Untuk memperluas fungsi ketentaraan, TKR berevolusi menjadi Tentara Republik Indonesia (TRI) dan kemudian Tentara Nasional Indonesia (TNI). 

Sementara itu, Praditya Mer Hananto, peneliti Badan Riset dan Inovasi Nasional (BRIN), memaparkan mengenai strategi pertahanan yang mengimplementasikan smart defence. Strategi yang menggabungkan antara teknologi modern dan prinsip-prinsip pertahanan semesta sudah diterapkan sejak era Sukarno.

Foto kiri: Penetapan Presiden RI/Panglima Tertinggi Angkatan Perang tentang penyatuan tentara RI dan laskar-laskar yang ada menjadi satu organisasi Tentara Nasional Indonesia tanggal 5 Mei 1947 (nomor arsip 1261). Foto kanan: Surat penetapan Presiden RI/Panglima Tertinggi Angkata Perang RI tanggal 3 Juni 1947 tentang Pengesahan berdirinya TNI (nomor arsip 816). (Zalfa/Histori.ID)

 

Arti Penting

Pengakuan kedaulatan Indonesia yang dicapai melalui Konferensi Meja Bundar (KMB) tahun 1949 menjadi titik penting dalam membangun Angkatan Perang. Tak heran jika Presiden Sukarno memberi judul amanatnya pada perayaan Hari Angkatan Perang di Jakarta, 5 Oktober 1950: “Angkatan Perang, Bersiap!”.

Bagi Presiden Sukarno, pembentukan Angkatan Perang dengan jumlah anggota begitu besar dan dalam waktu yang pendek merupakan hasil terbesar dari Revolusi Indonesia. “5 Oktober adalah hari yang maha-maha penting dalam sejarah perjuangan kemerdekaan kita!.”

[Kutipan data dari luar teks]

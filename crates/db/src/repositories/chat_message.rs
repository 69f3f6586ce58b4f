//! Chat message repository.

use std::sync::Arc;

use crate::entities::{ChatMessage, chat_message};
use agrex_common::{AppError, AppResult};
use sea_orm::{
    ActiveModelTrait, ColumnTrait, DatabaseConnection, EntityTrait, QueryFilter, QueryOrder,
    QuerySelect,
};

/// Chat message repository for database operations.
#[derive(Clone)]
pub struct ChatMessageRepository {
    db: Arc<DatabaseConnection>,
}

impl ChatMessageRepository {
    /// Create a new chat message repository.
    #[must_use]
    pub const fn new(db: Arc<DatabaseConnection>) -> Self {
        Self { db }
    }

    /// Create a new message.
    pub async fn create(&self, model: chat_message::ActiveModel) -> AppResult<chat_message::Model> {
        model
            .insert(self.db.as_ref())
            .await
            .map_err(|e| AppError::Database(e.to_string()))
    }

    /// Messages of a deal, newest first, older than `until_id` if given.
    pub async fn find_by_deal(
        &self,
        deal_id: &str,
        limit: u64,
        until_id: Option<&str>,
    ) -> AppResult<Vec<chat_message::Model>> {
        let mut query = ChatMessage::find()
            .filter(chat_message::Column::DealId.eq(deal_id))
            .order_by_desc(chat_message::Column::Id);

        if let Some(id) = until_id {
            query = query.filter(chat_message::Column::Id.lt(id));
        }

        query
            .limit(limit)
            .all(self.db.as_ref())
            .await
            .map_err(|e| AppError::Database(e.to_string()))
    }

    /// Mark every unread message addressed to `recipient_id` in a deal as read.
    pub async fn mark_read_for_recipient(&self, deal_id: &str, recipient_id: &str) -> AppResult<u64> {
        let result = ChatMessage::update_many()
            .filter(chat_message::Column::DealId.eq(deal_id))
            .filter(chat_message::Column::RecipientId.eq(recipient_id))
            .filter(chat_message::Column::IsRead.eq(false))
            .col_expr(chat_message::Column::IsRead, true.into())
            .exec(self.db.as_ref())
            .await
            .map_err(|e| AppError::Database(e.to_string()))?;

        Ok(result.rows_affected)
    }
}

Bahkan, untuk menggambarkan arti penting 5 Oktober, Sukarno berkata: “Sejarah perjuangan kemerdekaan Indonesia tidak dapat ditulis, apabila tidak boleh ditulis pula di dalamnya sejarah Angkatan Perang Indonesia.”

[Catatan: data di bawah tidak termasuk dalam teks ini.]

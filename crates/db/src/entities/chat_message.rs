//! Chat message entity (deal-scoped conversation).

use sea_orm::entity::prelude::*;
use serde::{Deserialize, Serialize};

#[derive(Clone, Debug, PartialEq, Eq, DeriveEntityModel, Serialize, Deserialize)]
#[sea_orm(table_name = "chat_message")]
pub struct Model {
    #[sea_orm(primary_key, auto_increment = false)]
    pub id: String,

    pub deal_id: String,

    pub sender_id: String,

    pub recipient_id: String,

    #[sea_orm(column_type = "Text")]
    pub text: String,

    #[sea_orm(default_value = false)]
    pub is_read: bool,

    pub created_at: DateTimeWithTimeZone,
}

#[derive(Copy, Clone, Debug, EnumIter, DeriveRelation)]
pub enum Relation {
    #[sea_orm(
        belongs_to = "super::deal::Entity",
        from = "Column::DealId",
        to = "super::deal::Column::Id",
        on_delete = "Cascade"
    )]
    Deal,
}

impl Related<super::deal::Entity> for Entity {
    fn to() -> RelationDef {
        Relation::Deal.def()
    }
}

impl ActiveModelBehavior for ActiveModel {}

Menurut Sukarno, 5 Oktober bukanlah hari perayaan bagi anggota-anggota Angkatan Perang saja tapi juga seluruh rakyat Indonesia. Sayangnya, ada yang kosong dalam perayaan kali ini karena ketidakhadiran Jenderal Sudirman yang belum genap setahun wafat.

“Jenderal Soedirman telah mati, tetapi tidak mati bahkan Insya Allah akan hidup terus semangat yang oleh beliau tanamkan di dalam dada anak-anaknya,” ujar Sukarno.

Setelah pengakuan kedaulatan, Angkatan Perang menghadapi soal lain yang amat penting. Salah satunya menyesuaikan diri dengan konstelasi baru, baik mengenai susunan, kekuatan, maupun tingkatannya.

“Tingkatan dari Angkatan Darat kita, Angkatan Laut kita, Angkatan Udara kita, belum ada 10% dari yang seharusnya ada di sini, melihat luasnya Indonesia, pentingnya letak Indonesia, besarnya kekayaan-kekayaan Indonesia!”

Namun, membangun Angkatan Perang yang kuat bukanlah perkara mudah. Ada beragam tantangan yang harus dihadapi. Dari bagaimana membenahi kelembagaan hingga sumber daya maupun menghadapi ancaman internal dan eksternal.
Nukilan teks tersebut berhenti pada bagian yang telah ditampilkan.